(Activity): For each line below that holds the word "HealthRoutes", make a copy.

(Data records):
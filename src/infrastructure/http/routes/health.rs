//! Health and metrics routes

use std::sync::Arc;
use warp::Filter;

use crate::infrastructure::http::handlers::{handle_health_request, handle_metrics_request};
use crate::shared::metrics::PaymentMetrics;

pub struct HealthRoutes;

impl HealthRoutes {
    pub fn create_routes(
        metrics: Arc<PaymentMetrics>,
    ) -> impl Filter<Extract = impl warp::Reply, Error = warp::Rejection> + Clone {
        let health = warp::path("health")
            .and(warp::path::end())
            .and(warp::get())
            .and_then(handle_health_request);

        let metrics_route = warp::path("metrics")
            .and(warp::path::end())
            .and(warp::get())
            .and(Self::with_metrics(metrics))
            .and_then(handle_metrics_request);

        health.or(metrics_route)
    }

    fn with_metrics(
        metrics: Arc<PaymentMetrics>,
    ) -> impl Filter<Extract = (Arc<PaymentMetrics>,), Error = std::convert::Infallible> + Clone
    {
        warp::any().map(move || metrics.clone())
    }
}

(Task response):
pub struct HealthRoutes;
impl HealthRoutes {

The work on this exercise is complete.